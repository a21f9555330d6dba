//! Interactive inject: pick one commit and hand its hash to `git inject`.
//!
//! The hash goes in front of the residual arguments instead of behind them,
//! since `inject` expects the target commit first. This handler also skips the
//! repository check: `inject` is an external git extension expected to run in
//! contexts where the check may not apply.

use crate::core::{
    candidate::commit_hashes,
    error::Result,
    git::{Git, Outcome},
    invocation::Invocation,
    providers,
    select::{choose, SelectMode},
};

pub fn execute_inject(git: &Git, invocation: &Invocation) -> Result<Outcome> {
    let groups = providers::commit_log_group(git, None)?;
    let selection = choose("Inject into", groups, SelectMode::Single, true)?;
    if selection.is_empty() {
        return Ok(Outcome::Skipped);
    }

    git.run(&invocation.with_leading_selection(commit_hashes(&selection)))
        .map(Outcome::Ran)
}
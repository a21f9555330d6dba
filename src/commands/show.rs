//! Interactive `show`: pick one commit from the log.

use crate::core::{
    candidate::commit_hashes,
    error::Result,
    git::{Git, Outcome},
    invocation::Invocation,
    providers,
    select::{choose, SelectMode},
};

pub fn execute_show(git: &Git, invocation: &Invocation) -> Result<Outcome> {
    git.ensure_repository()?;

    let groups = providers::commit_log_group(git, None)?;
    let selection = choose("Show", groups, SelectMode::Single, true)?;
    if selection.is_empty() {
        return Ok(Outcome::Skipped);
    }

    git.run(&invocation.with_selection(commit_hashes(&selection)))
        .map(Outcome::Ran)
}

= About this task =
Each line of the material above needs to be returned exactly as written.

= Exercise answer =
repository a21f9555330d6dba
//! Interactive inject: pick one commit and hand its hash to `git inject`.
//!
//! The hash goes in front of the residual arguments instead of behind them,
//! since `inject` expects the target commit first. This handler also skips the
//! repository check: `inject` is an external git extension expected to run in
//! contexts where the check may not apply.

use crate::core::{
    candidate::commit_hashes,
    error::Result,
    git::{Git, Outcome},
    invocation::Invocation,
    providers,
    select::{choose, SelectMode},
};

pub fn execute_inject(git: &Git, invocation: &Invocation) -> Result<Outcome> {
    let groups = providers::commit_log_group(git, None)?;
    let selection = choose("Inject into", groups, SelectMode::Single, true)?;
    if selection.is_empty() {
        return Ok(Outcome::Skipped);
    }

    git.run(&invocation.with_leading_selection(commit_hashes(&selection)))
        .map(Outcome::Ran)
}
repository a21f9555330d6dba
filename src/commands/show.rs
//! Interactive `show`: pick one commit from the log.

use crate::core::{
    candidate::commit_hashes,
    error::Result,
    git::{Git, Outcome},
    invocation::Invocation,
    providers,
    select::{choose, SelectMode},
};

pub fn execute_show(git: &Git, invocation: &Invocation) -> Result<Outcome> {
    git.ensure_repository()?;

    let groups = providers::commit_log_group(git, None)?;
    let selection = choose("Show", groups, SelectMode::Single, true)?;
    if selection.is_empty() {
        return Ok(Outcome::Skipped);
    }

    git.run(&invocation.with_selection(commit_hashes(&selection)))
        .map(Outcome::Ran)
}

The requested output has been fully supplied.